> **Assigned task**
For this exercise, return exactly the lines of the material below that begin at the one with "let adsr = add(graph, NodeKind::Adsr);" and stop after the one with "let mixer = add(graph, NodeKind::Mixer);".

> **Data shown**
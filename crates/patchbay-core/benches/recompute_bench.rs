//! Criterion benchmarks for the recompute engine (`patchbay-core::engine`).
//!
//! Two axes:
//!
//! - **Recompute** - one full snapshot pass over patches of growing size
//! - **Edit** - a connection toggle followed by a recompute, the hot path of
//!   an interactive editor
//!
//! Run with: `cargo bench -p patchbay-core -- recompute/`
#![allow(missing_docs)]

use criterion::{BenchmarkId, Criterion, black_box, criterion_group, criterion_main};
use patchbay_core::{Engine, Node, NodeId, NodeKind, PatchGraph};

const VOICE_COUNTS: &[usize] = &[1, 4, 16, 64];

// ---------------------------------------------------------------------------
// Patch constructors
// ---------------------------------------------------------------------------

fn add(graph: &mut PatchGraph, kind: NodeKind) -> NodeId {
    graph.add_node(Node::new(kind)).unwrap()
}

/// One full voice: four stages → ADSR, keyboard → VCO, VCO + ADSR → VCA,
/// VCA + noise → mixer. Returns the attack stage and its ADSR.
fn add_voice(graph: &mut PatchGraph) -> (NodeId, NodeId) {
    let adsr = add(graph, NodeKind::Adsr);
    let mut attack = adsr;
    for (kind, port) in [
        (NodeKind::Attack, "attack"),
        (NodeKind::Decay, "decay"),
        (NodeKind::Sustain, "sustain"),
        (NodeKind::Release, "release"),
    ] {
        let stage = add(graph, kind);
        graph.add_connection(stage, "value", adsr, port).unwrap();
        if kind == NodeKind::Attack {
            attack = stage;
        }
    }
    let keyboard = add(graph, NodeKind::MonophonicKeyboard);
    let vco = add(graph, NodeKind::Vco);
    let vca = add(graph, NodeKind::Vca);
    let noise = add(graph, NodeKind::Noise);
    let mixer = add(graph, NodeKind::Mixer);
    graph.add_connection(keyboard, "pitch", vco, "pitch").unwrap();
    graph.add_connection(keyboard, "duration", adsr, "gate").unwrap();
    graph.add_connection(vco, "audio", vca, "audio").unwrap();
    graph.add_connection(adsr, "envelope", vca, "cv").unwrap();
    graph.add_connection(vca, "audio", mixer, "osc1").unwrap();
    graph.add_connection(noise, "noise", mixer, "noise").unwrap();
    (attack, adsr)
}

fn make_patch(voices: usize) -> (PatchGraph, NodeId, NodeId) {
    let mut graph = PatchGraph::new();
    let mut last = (NodeId::new(0), NodeId::new(0));
    for _ in 0..voices {
        last = add_voice(&mut graph);
    }
    (graph, last.0, last.1)
}

// ---------------------------------------------------------------------------
// Benchmarks
// ---------------------------------------------------------------------------

fn bench_recompute(c: &mut Criterion) {
    let mut group = c.benchmark_group("recompute/full");
    let engine = Engine::new();

    for &voices in VOICE_COUNTS {
        let (graph, _, _) = make_patch(voices);
        group.bench_with_input(BenchmarkId::from_parameter(voices), &graph, |b, graph| {
            b.iter(|| black_box(engine.recompute(black_box(graph)).unwrap()));
        });
    }

    group.finish();
}

fn bench_edit(c: &mut Criterion) {
    let mut group = c.benchmark_group("recompute/edit");
    let engine = Engine::new();

    for &voices in VOICE_COUNTS {
        let (mut graph, attack, adsr) = make_patch(voices);
        let mut wire = graph.incoming(adsr, "attack").map(|(id, _)| id);
        group.bench_function(BenchmarkId::from_parameter(voices), |b| {
            b.iter(|| {
                wire = match wire.take() {
                    Some(id) => {
                        graph.remove_connection(id).unwrap();
                        None
                    }
                    None => Some(graph.add_connection(attack, "value", adsr, "attack").unwrap()),
                };
                black_box(engine.recompute(&graph).unwrap());
            });
        });
    }

    group.finish();
}

criterion_group!(benches, bench_recompute, bench_edit);
criterion_main!(benches);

> **Answer**
    let adsr = add(graph, NodeKind::Adsr);
    let mut attack = adsr;
    for (kind, port) in [
        (NodeKind::Attack, "attack"),
        (NodeKind::Decay, "decay"),
        (NodeKind::Sustain, "sustain"),
        (NodeKind::Release, "release"),
    ] {
        let stage = add(graph, kind);
        graph.add_connection(stage, "value", adsr, port).unwrap();
        if kind == NodeKind::Attack {
            attack = stage;
        }
    }
    let keyboard = add(graph, NodeKind::MonophonicKeyboard);
    let vco = add(graph, NodeKind::Vco);
    let vca = add(graph, NodeKind::Vca);
    let noise = add(graph, NodeKind::Noise);
    let mixer = add(graph, NodeKind::Mixer);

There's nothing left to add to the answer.